Right, got it - thanks for your help - I swear I had been through all the frontend screens before but I stumbled across this last night at like 11:30PM - works like a charm now.
I completely redid my setup and put the machine in the living room. It is working with the following hardware:
Compaq Deskpro EN P733 SFF
Intel i810 sound
Linksys WMP54G v4.1 (aka "rt61") wireless NIC (compiled driver from CVS)
PVR-150 decoder (added tuner option)
nVidia GeForce FX5200 (changed to tv-out XF86Config-4 sample file)
USB Keyboard/Mouse
I was forced to use the PCI version of the nVidia because the only AGP the Deskpro has is in the i815 integrated video chipset hardware..no external AGP slot.

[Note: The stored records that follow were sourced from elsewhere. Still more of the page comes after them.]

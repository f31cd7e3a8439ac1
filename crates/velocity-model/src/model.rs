//! The loaded velocity model and its query path.

use std::path::{Path, PathBuf};

use projection::{GeoTransform, Utm};
use rayon::prelude::*;
use tracing::{debug, error, info};

use crate::config::{GridConfig, LoadOptions, CONFIG_ENTRY_COUNT};
use crate::derived;
use crate::error::{ModelError, Result};
use crate::geometry::{CellLocation, GridGeometry};
use crate::interpolation::{bilinear, trilinear};
use crate::store::{GridStore, Residency};
use crate::types::{Dimensions, PropertyTuple, QueryPoint};

/// Version string reported to hosts.
pub const MODEL_VERSION: &str = "IMPERIAL";

/// Name of the configuration file inside the model's data directory.
pub const CONFIG_FILE_NAME: &str = "config";

/// Name of the vp lattice file inside the model directory.
pub const GRID_FILE_NAME: &str = "vp.dat";

/// Directory holding the configuration for the model installed under
/// `install_dir` as `label`.
pub fn model_data_root(install_dir: impl AsRef<Path>, label: &str) -> PathBuf {
    install_dir.as_ref().join("model").join(label).join("data")
}

/// A loaded, immutable velocity model.
///
/// The handle exists only once loading has fully succeeded, so holding one
/// means the model is ready. Queries borrow it and may run concurrently.
pub struct VelocityModel {
    config: GridConfig,
    geometry: GridGeometry,
    store: GridStore,
    transform: Box<dyn GeoTransform>,
}

impl std::fmt::Debug for VelocityModel {
    fn fmt(&self, f: &mut std::fmt::Formatter<'_>) -> std::fmt::Result {
        f.debug_struct("VelocityModel")
            .field("config", &self.config)
            .field("geometry", &self.geometry)
            .field("residency", &self.store.residency())
            .finish_non_exhaustive()
    }
}

impl VelocityModel {
    /// Load the model installed under `install_dir` as `label` with default
    /// load options.
    pub fn initialize(install_dir: impl AsRef<Path>, label: &str) -> Result<Self> {
        Self::initialize_with(install_dir, label, &LoadOptions::default())
    }

    /// Load the model installed under `install_dir` as `label`.
    ///
    /// Reads `model/<label>/data/config`, then the lattice from
    /// `model/<label>/data/<model_dir>/vp.dat`.
    pub fn initialize_with(
        install_dir: impl AsRef<Path>,
        label: &str,
        options: &LoadOptions,
    ) -> Result<Self> {
        let data_root = model_data_root(install_dir, label);

        let result = Self::load(&data_root, options);
        if let Err(e) = &result {
            error!(data_root = %data_root.display(), error = %e, "Failed to initialize velocity model");
        }
        result
    }

    fn load(data_root: &Path, options: &LoadOptions) -> Result<Self> {
        options.validate().map_err(ModelError::ConfigInvalid)?;

        let config = GridConfig::from_file(data_root.join(CONFIG_FILE_NAME))?;
        let grid_path = data_root.join(&config.model_dir).join(GRID_FILE_NAME);
        let store = GridStore::open(&grid_path, config.dimensions(), options)?;
        let transform = Utm::north(config.utm_zone).map_err(ModelError::ProjectionSetup)?;

        Self::from_parts(config, store, Box::new(transform))
    }

    /// Assemble a model from an already loaded configuration, lattice and
    /// coordinate transform.
    pub fn from_parts(
        config: GridConfig,
        store: GridStore,
        transform: Box<dyn GeoTransform>,
    ) -> Result<Self> {
        config.validate()?;
        if store.dims() != config.dimensions() {
            return Err(ModelError::config_invalid(format!(
                "lattice is {:?} but configuration requires {:?}",
                store.dims(),
                config.dimensions()
            )));
        }
        let geometry = GridGeometry::new(&config)?;

        info!(
            model_dir = %config.model_dir,
            nx = config.nx,
            ny = config.ny,
            nz = config.nz,
            residency = %store.residency(),
            interpolation = config.interpolation,
            rotation_deg = geometry.rotation_degrees(),
            "Velocity model ready"
        );

        Ok(Self {
            config,
            geometry,
            store,
            transform,
        })
    }

    /// Query a batch of points.
    ///
    /// The output has one entry per input point, in input order. Points
    /// outside the model come back with the no-data marker. A point that
    /// cannot be projected, or a failed lattice read, fails the whole batch.
    pub fn query(&self, points: &[QueryPoint]) -> Result<Vec<PropertyTuple>> {
        debug!(points = points.len(), "Querying velocity model");
        points.iter().map(|p| self.query_point(p)).collect()
    }

    /// Same as [`query`](Self::query), spreading the batch over the rayon pool.
    pub fn query_parallel(&self, points: &[QueryPoint]) -> Result<Vec<PropertyTuple>> {
        debug!(points = points.len(), "Querying velocity model in parallel");
        points.par_iter().map(|p| self.query_point(p)).collect()
    }

    /// Query a single point.
    pub fn query_point(&self, point: &QueryPoint) -> Result<PropertyTuple> {
        if point.depth < 0.0 {
            return Ok(PropertyTuple::no_data());
        }

        let (easting, northing) = self
            .transform
            .to_projected(point.longitude, point.latitude)
            .map_err(|source| ModelError::Projection {
                lon: point.longitude,
                lat: point.latitude,
                source,
            })?;

        let cell = self.geometry.locate(easting, northing, point.depth);
        let dims = self.store.dims();

        // NaN depth fails this comparison too
        if !(point.depth <= self.config.depth) || !within(&cell, dims) {
            return Ok(PropertyTuple::no_data());
        }

        let mut properties = self.sample(&cell, dims)?;
        derived::apply(&mut properties);
        Ok(properties)
    }

    /// Read and blend the lattice samples around an in-range cell.
    fn sample(&self, cell: &CellLocation, dims: Dimensions) -> Result<PropertyTuple> {
        let x = cell.x as usize;
        let y = cell.y as usize;
        let z = (cell.z as usize).min(dims.nz - 1);

        if !self.config.interpolation {
            return self.store.read_lattice_point(x, y, z);
        }

        let x1 = (x + 1).min(dims.nx - 1);
        let y1 = (y + 1).min(dims.ny - 1);

        if cell.z == 0 && cell.z_percent == 0.0 {
            let plane = self.plane(x, x1, y, y1, z)?;
            return Ok(bilinear(cell.x_percent, cell.y_percent, &plane));
        }

        let located = self.plane(x, x1, y, y1, z)?;
        let above = self.plane(x, x1, y, y1, z.saturating_sub(1))?;
        let points = [
            located[0], located[1], located[2], located[3], above[0], above[1], above[2], above[3],
        ];
        Ok(trilinear(
            cell.x_percent,
            cell.y_percent,
            cell.z_percent,
            &points,
        ))
    }

    fn plane(&self, x0: usize, x1: usize, y0: usize, y1: usize, z: usize) -> Result<[PropertyTuple; 4]> {
        Ok([
            self.store.read_lattice_point(x0, y0, z)?,
            self.store.read_lattice_point(x1, y0, z)?,
            self.store.read_lattice_point(x0, y1, z)?,
            self.store.read_lattice_point(x1, y1, z)?,
        ])
    }

    /// Release the model. Never fails; consuming the handle guarantees no
    /// query is still borrowing it.
    pub fn finalize(self) -> Result<()> {
        info!(model_dir = %self.config.model_dir, "Velocity model released");
        Ok(())
    }

    pub fn version(&self) -> &'static str {
        MODEL_VERSION
    }

    /// The effective configuration as `key=value` lines, and the number of
    /// entries.
    pub fn config(&self) -> (String, usize) {
        (self.config.describe(), CONFIG_ENTRY_COUNT)
    }

    pub fn grid_config(&self) -> &GridConfig {
        &self.config
    }

    pub fn geometry(&self) -> &GridGeometry {
        &self.geometry
    }

    pub fn residency(&self) -> Residency {
        self.store.residency()
    }

    pub fn dimensions(&self) -> Dimensions {
        self.store.dims()
    }
}

/// Whether the located horizontal and vertical indices address the lattice.
fn within(cell: &CellLocation, dims: Dimensions) -> bool {
    cell.x >= 0
        && cell.y >= 0
        && cell.z >= 0
        && (cell.x as usize) < dims.nx
        && (cell.y as usize) < dims.ny
}

#[cfg(test)]
mod tests {
    use super::*;
    use crate::config::PlanarPoint;
    use projection::ProjectionError;

    /// Treats longitude/latitude as easting/northing.
    struct Planar;

    impl GeoTransform for Planar {
        fn to_projected(&self, lon: f64, lat: f64) -> projection::Result<(f64, f64)> {
            if !lon.is_finite() || !lat.is_finite() {
                return Err(ProjectionError::NonFinite(lon, lat));
            }
            Ok((lon, lat))
        }

        fn to_geographic(&self, easting: f64, northing: f64) -> projection::Result<(f64, f64)> {
            Ok((easting, northing))
        }
    }

    fn config(nx: i64, ny: i64, nz: i64) -> GridConfig {
        GridConfig {
            utm_zone: 11,
            model_dir: "iv".to_string(),
            nx,
            ny,
            nz,
            depth: 1000.0 * (nz - 1) as f64,
            top_left: PlanarPoint::new(1000.0, 1000.0 + 1000.0 * (ny - 1) as f64),
            top_right: PlanarPoint::new(
                1000.0 + 1000.0 * (nx - 1) as f64,
                1000.0 + 1000.0 * (ny - 1) as f64,
            ),
            bottom_left: PlanarPoint::new(1000.0, 1000.0),
            bottom_right: PlanarPoint::new(1000.0 + 1000.0 * (nx - 1) as f64, 1000.0),
            depth_interval: 1000.0,
            interpolation: true,
        }
    }

    fn model(config: GridConfig) -> VelocityModel {
        let dims = config.dimensions();
        let data = (0..dims.len()).map(|i| 2000.0 + 10.0 * i as f32).collect();
        let store = GridStore::from_vec(dims, data).unwrap();
        VelocityModel::from_parts(config, store, Box::new(Planar)).unwrap()
    }

    #[test]
    fn test_negative_depth_is_no_data() {
        let m = model(config(3, 3, 3));
        let result = m.query_point(&QueryPoint::new(1500.0, 1500.0, -0.5)).unwrap();
        assert!(result.is_no_data());
        assert_eq!(result.qp, -1.0);
    }

    #[test]
    fn test_beyond_max_depth_is_no_data() {
        let m = model(config(3, 3, 3));
        let result = m.query_point(&QueryPoint::new(1500.0, 1500.0, 2000.5)).unwrap();
        assert!(result.is_no_data());
        let result = m.query_point(&QueryPoint::new(1500.0, 1500.0, f64::NAN)).unwrap();
        assert!(result.is_no_data());
    }

    #[test]
    fn test_outside_horizontally_is_no_data() {
        let m = model(config(3, 3, 3));
        for (e, n) in [(0.0, 1500.0), (1500.0, 0.0), (4000.0, 1500.0), (1500.0, 4000.0)] {
            let result = m.query_point(&QueryPoint::new(e, n, 0.0)).unwrap();
            assert!(result.is_no_data(), "({}, {}) should be outside", e, n);
        }
    }

    #[test]
    fn test_raw_read_without_interpolation() {
        let mut cfg = config(3, 3, 3);
        cfg.interpolation = false;
        let m = model(cfg);
        // Node (1, 2, 1): offset 1*9 + 2*3 + 1 = 16
        let result = m.query_point(&QueryPoint::new(2000.0, 3000.0, 1000.0)).unwrap();
        assert_eq!(result.vp, 2160.0);
        assert_eq!(result.rho, derived::density(2160.0));
        assert_eq!(result.vs, derived::shear_velocity(2160.0));
    }

    #[test]
    fn test_surface_uses_single_plane() {
        let m = model(config(3, 3, 3));
        // On node (0, 0, 0) at the surface the surface sample is returned as is
        let result = m.query_point(&QueryPoint::new(1000.0, 1000.0, 0.0)).unwrap();
        assert_eq!(result.vp, 2000.0);
    }

    #[test]
    fn test_shallow_layer_blends_with_clamped_plane() {
        let m = model(config(3, 3, 3));
        // Layer 0 with a non-zero fraction has no layer above; both planes are layer 0
        let result = m.query_point(&QueryPoint::new(1000.0, 1000.0, 400.0)).unwrap();
        assert!((result.vp - 2000.0).abs() < 1e-9);
    }

    #[test]
    fn test_projection_failure_fails_batch() {
        let m = model(config(3, 3, 3));
        let points = [
            QueryPoint::new(1500.0, 1500.0, 0.0),
            QueryPoint::new(f64::NAN, 1500.0, 0.0),
        ];
        let err = m.query(&points).unwrap_err();
        assert!(matches!(err, ModelError::Projection { .. }));
        assert!(!err.is_setup_error());
    }

    #[test]
    fn test_dimension_mismatch_rejected() {
        let store = GridStore::from_vec(Dimensions::new(2, 2, 2), vec![0.0; 8]).unwrap();
        let err = VelocityModel::from_parts(config(3, 3, 3), store, Box::new(Planar)).unwrap_err();
        assert!(matches!(err, ModelError::ConfigInvalid(_)));
    }

    #[test]
    fn test_version_and_config() {
        let m = model(config(3, 3, 3));
        assert_eq!(m.version(), "IMPERIAL");
        let (text, count) = m.config();
        assert_eq!(count, CONFIG_ENTRY_COUNT);
        assert!(text.contains("model_dir=iv"));
        assert!(m.finalize().is_ok());
    }
}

I tried using an ATI Radeon 7K clone it was F-A-S-T using VGA with the "ati" driver in X but couldn't get the TVOUT working in X. Rather than recompling XFree86 from scratch so I could try the GATOS drivers I decided 8 hours of my life was worth another $60 for the nVidia card.
I made the XF86Config-4 nVidia TV OUT sample file my active XF86Config-4 file and added these options:
Options "TwinView"
Options "TwinView Orientation" "Clone"
Options "ConnectedMonitor" "TV, CRT"
to enable BOTH outputs simultaneously on the GeForce card..but after some lockups decided to revert to the settings in the original file (output to tV only).
I think the lockups were actually due to the rt61 or its CVS drivers but I can't prove it right now..for whatever reason the lockups have stopped now.
The default rt61 driver that came preloaded with R5D1 segfaulted when I tried to "ifconfig ra0 up" so I recompiled "rt61" open source driver from CVS...copied the new module over top of the one in module "extra" directory and was pleasantly surprised when it started working.
For whatever reason I had specified the WEP options in the setup dialogs and they weren't taking effect. Added a shell script to set iwconfig options and WEP keys, then added an "up /etc/network/wep.sh" line to the /etc/network/interfaces file to postconfigure the "rt61" card.
Next I will be working on seeing that I've gotten all of the acceleration I can get out of the GeForce (seeing as I've only got 733Mhz CPU) and setting up MythGame probably.
Two jobs seems to be the max this little box can process simultaneously - one recording and one watching - after FINALLY getting it all to work I was disappointed last night to see choppy frames.
After running 'top' for a while and getting it sorted right I figured out that the "mythcommflag" process had kicked in looking for commericals in the background while it was recording another program - killing off process restored functionality - I suppose I'll have to tweak the commerical flagging stuff - or learn to live with it.
One thing I noticed is that in some modules the screen image (like with streaming) stays on the display for an extended period of time. Is anyone concerned about screen burn in? I am using traditional CRT TV..
Thanks to everyone for all of your help - and the developers for making a product with such a rich feature set! Still tinkering..
John
tjc wrote:
The sound is controlled in at least two or three different places.
- The capture volume - this is what you've been setting with the recording profile
- The PCM volume - on some cards this is just an on/off, but in others it really works
- The Master output volume - this is the final "knob" inside the computer
The volume you hear is the multiplicative result of all of these, plus whatever other pieces you upstream (A/V receiver, speakers, ...)
You've already got the capture volume under control, but you need to setup/set the internal volume controls. See the setting page at:
Utilities/Setup -> Setup -> General -> 3rd screen
Enable internal volume control, pick the appropriate mixer settings, and whether to use your Master or PCM volume control.
Now go and watch Live TV and use the '[' and ']' (left and right square bracket) keys to adjust your volume.